» WHAT YOU SHOULD DO
Print the records exactly as they are written.

Dataset entries:

//! Overlapping patch extraction from flattened images.
//!
//! Images are row-major flattened vectors of length H*W. Extraction
//! produces every patch of a fixed (ph, pw) shape at every valid
//! offset, with no padding: offsets range over [0, H-ph] x [0, W-pw],
//! giving P = (H-ph+1)*(W-pw+1) patches per image. Patches are ordered
//! row-major over offsets, and each patch is itself row-major
//! flattened. Per-patch weight vectors index into this order.
//!
//! # Examples
//!
//! ```
//! use covarianza::patches::PatchExtractor;
//! use covarianza::primitives::Vector;
//!
//! let extractor = PatchExtractor::new((4, 4), (2, 2)).unwrap();
//! assert_eq!(extractor.num_patches(), 9);
//!
//! let image = Vector::from_vec((0..16).map(f64::from).collect());
//! let patches = extractor.extract(&image).unwrap();
//! assert_eq!(patches.shape(), (9, 4));
//! // First patch covers the top-left 2x2 window.
//! assert_eq!(patches.row_slice(0), &[0.0, 1.0, 4.0, 5.0]);
//! ```

use serde::{Deserialize, Serialize};

use crate::error::{CovarianzaError, Result};
use crate::primitives::{Matrix, Vector};

/// Slices flattened images into all overlapping fixed-size patches.
///
/// Extraction is a pure function of the input and the configured
/// shapes: the same call always produces the same patch order.
#[derive(Debug, Clone, Copy, PartialEq, Eq, Serialize, Deserialize)]
pub struct PatchExtractor {
    image_height: usize,
    image_width: usize,
    patch_height: usize,
    patch_width: usize,
}

impl PatchExtractor {
    /// Creates an extractor for `image_shape` (H, W) and `patch_shape`
    /// (ph, pw).
    ///
    /// # Errors
    ///
    /// Returns an error unless `1 <= ph <= H` and `1 <= pw <= W`.
    pub fn new(image_shape: (usize, usize), patch_shape: (usize, usize)) -> Result<Self> {
        let (image_height, image_width) = image_shape;
        let (patch_height, patch_width) = patch_shape;

        if patch_height < 1
            || patch_width < 1
            || patch_height > image_height
            || patch_width > image_width
        {
            return Err(CovarianzaError::ShapeMismatch {
                expected: format!("patch shape within 1x1..={image_height}x{image_width}"),
                actual: format!("{patch_height}x{patch_width}"),
            });
        }

        Ok(Self {
            image_height,
            image_width,
            patch_height,
            patch_width,
        })
    }

    /// Returns the configured image shape (H, W).
    #[must_use]
    pub fn image_shape(&self) -> (usize, usize) {
        (self.image_height, self.image_width)
    }

    /// Returns the configured patch shape (ph, pw).
    #[must_use]
    pub fn patch_shape(&self) -> (usize, usize) {
        (self.patch_height, self.patch_width)
    }

    /// Returns the flattened image length H*W.
    #[must_use]
    pub fn image_len(&self) -> usize {
        self.image_height * self.image_width
    }

    /// Returns the flattened patch length ph*pw.
    #[must_use]
    pub fn patch_len(&self) -> usize {
        self.patch_height * self.patch_width
    }

    /// Returns the number of patches P per image.
    #[must_use]
    pub fn num_patches(&self) -> usize {
        (self.image_height - self.patch_height + 1) * (self.image_width - self.patch_width + 1)
    }

    /// Extracts all patches of one image as a P x ph*pw matrix.
    ///
    /// # Errors
    ///
    /// Returns an error if the image length is not H*W.
    pub fn extract(&self, image: &Vector<f64>) -> Result<Matrix<f64>> {
        if image.len() != self.image_len() {
            return Err(CovarianzaError::shape_mismatch(
                "image length",
                self.image_len(),
                image.len(),
            ));
        }

        let mut data = Vec::with_capacity(self.num_patches() * self.patch_len());
        self.copy_patches(image.as_slice(), &mut data);
        Ok(Matrix::from_vec(self.num_patches(), self.patch_len(), data)?)
    }

    /// Extracts all patches of a batch of images as an N*P x ph*pw
    /// matrix.
    ///
    /// Each image is extracted independently; the within-image patch
    /// order is preserved and images are concatenated in input order.
    ///
    /// # Errors
    ///
    /// Returns an error if the batch width is not H*W.
    pub fn extract_batch(&self, images: &Matrix<f64>) -> Result<Matrix<f64>> {
        if images.n_cols() != self.image_len() {
            return Err(CovarianzaError::shape_mismatch(
                "image length",
                self.image_len(),
                images.n_cols(),
            ));
        }

        let mut data =
            Vec::with_capacity(images.n_rows() * self.num_patches() * self.patch_len());
        for n in 0..images.n_rows() {
            self.copy_patches(images.row_slice(n), &mut data);
        }
        Ok(Matrix::from_vec(
            images.n_rows() * self.num_patches(),
            self.patch_len(),
            data,
        )?)
    }

    fn copy_patches(&self, image: &[f64], out: &mut Vec<f64>) {
        for offset_row in 0..=(self.image_height - self.patch_height) {
            for offset_col in 0..=(self.image_width - self.patch_width) {
                for patch_row in 0..self.patch_height {
                    let start = (offset_row + patch_row) * self.image_width + offset_col;
                    out.extend_from_slice(&image[start..start + self.patch_width]);
                }
            }
        }
    }
}


#[cfg(test)]
#[path = "tests_patches_contract.rs"]
mod tests_patches_contract;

» THE ANSWER
//! Overlapping patch extraction from flattened images.
//!
//! Images are row-major flattened vectors of length H*W. Extraction
//! produces every patch of a fixed (ph, pw) shape at every valid
//! offset, with no padding: offsets range over [0, H-ph] x [0, W-pw],
//! giving P = (H-ph+1)*(W-pw+1) patches per image. Patches are ordered
//! row-major over offsets, and each patch is itself row-major
//! flattened. Per-patch weight vectors index into this order.
//!
//! # Examples
//!
//! ```
//! use covarianza::patches::PatchExtractor;
//! use covarianza::primitives::Vector;
//!
//! let extractor = PatchExtractor::new((4, 4), (2, 2)).unwrap();
//! assert_eq!(extractor.num_patches(), 9);
//!
//! let image = Vector::from_vec((0..16).map(f64::from).collect());
//! let patches = extractor.extract(&image).unwrap();
//! assert_eq!(patches.shape(), (9, 4));
//! // First patch covers the top-left 2x2 window.
//! assert_eq!(patches.row_slice(0), &[0.0, 1.0, 4.0, 5.0]);
//! ```

use serde::{Deserialize, Serialize};

use crate::error::{CovarianzaError, Result};
use crate::primitives::{Matrix, Vector};

/// Slices flattened images into all overlapping fixed-size patches.
///
/// Extraction is a pure function of the input and the configured
/// shapes: the same call always produces the same patch order.
#[derive(Debug, Clone, Copy, PartialEq, Eq, Serialize, Deserialize)]
pub struct PatchExtractor {
    image_height: usize,
    image_width: usize,
    patch_height: usize,
    patch_width: usize,
}

impl PatchExtractor {
    /// Creates an extractor for `image_shape` (H, W) and `patch_shape`
    /// (ph, pw).
    ///
    /// # Errors
    ///
    /// Returns an error unless `1 <= ph <= H` and `1 <= pw <= W`.
    pub fn new(image_shape: (usize, usize), patch_shape: (usize, usize)) -> Result<Self> {
        let (image_height, image_width) = image_shape;
        let (patch_height, patch_width) = patch_shape;

        if patch_height < 1
            || patch_width < 1
            || patch_height > image_height
            || patch_width > image_width
        {
            return Err(CovarianzaError::ShapeMismatch {
                expected: format!("patch shape within 1x1..={image_height}x{image_width}"),
                actual: format!("{patch_height}x{patch_width}"),
            });
        }

        Ok(Self {
            image_height,
            image_width,
            patch_height,
            patch_width,
        })
    }

    /// Returns the configured image shape (H, W).
    #[must_use]
    pub fn image_shape(&self) -> (usize, usize) {
        (self.image_height, self.image_width)
    }

    /// Returns the configured patch shape (ph, pw).
    #[must_use]
    pub fn patch_shape(&self) -> (usize, usize) {
        (self.patch_height, self.patch_width)
    }

    /// Returns the flattened image length H*W.
    #[must_use]
    pub fn image_len(&self) -> usize {
        self.image_height * self.image_width
    }

    /// Returns the flattened patch length ph*pw.
    #[must_use]
    pub fn patch_len(&self) -> usize {
        self.patch_height * self.patch_width
    }

    /// Returns the number of patches P per image.
    #[must_use]
    pub fn num_patches(&self) -> usize {
        (self.image_height - self.patch_height + 1) * (self.image_width - self.patch_width + 1)
    }

    /// Extracts all patches of one image as a P x ph*pw matrix.
    ///
    /// # Errors
    ///
    /// Returns an error if the image length is not H*W.
    pub fn extract(&self, image: &Vector<f64>) -> Result<Matrix<f64>> {
        if image.len() != self.image_len() {
            return Err(CovarianzaError::shape_mismatch(
                "image length",
                self.image_len(),
                image.len(),
            ));
        }

        let mut data = Vec::with_capacity(self.num_patches() * self.patch_len());
        self.copy_patches(image.as_slice(), &mut data);
        Ok(Matrix::from_vec(self.num_patches(), self.patch_len(), data)?)
    }

    /// Extracts all patches of a batch of images as an N*P x ph*pw
    /// matrix.
    ///
    /// Each image is extracted independently; the within-image patch
    /// order is preserved and images are concatenated in input order.
    ///
    /// # Errors
    ///
    /// Returns an error if the batch width is not H*W.
    pub fn extract_batch(&self, images: &Matrix<f64>) -> Result<Matrix<f64>> {
        if images.n_cols() != self.image_len() {
            return Err(CovarianzaError::shape_mismatch(
                "image length",
                self.image_len(),
                images.n_cols(),
            ));
        }

        let mut data =
            Vec::with_capacity(images.n_rows() * self.num_patches() * self.patch_len());
        for n in 0..images.n_rows() {
            self.copy_patches(images.row_slice(n), &mut data);
        }
        Ok(Matrix::from_vec(
            images.n_rows() * self.num_patches(),
            self.patch_len(),
            data,
        )?)
    }

    fn copy_patches(&self, image: &[f64], out: &mut Vec<f64>) {
        for offset_row in 0..=(self.image_height - self.patch_height) {
            for offset_col in 0..=(self.image_width - self.patch_width) {
                for patch_row in 0..self.patch_height {
                    let start = (offset_row + patch_row) * self.image_width + offset_col;
                    out.extend_from_slice(&image[start..start + self.patch_width]);
                }
            }
        }
    }
}


#[cfg(test)]
#[path = "tests_patches_contract.rs"]
mod tests_patches_contract;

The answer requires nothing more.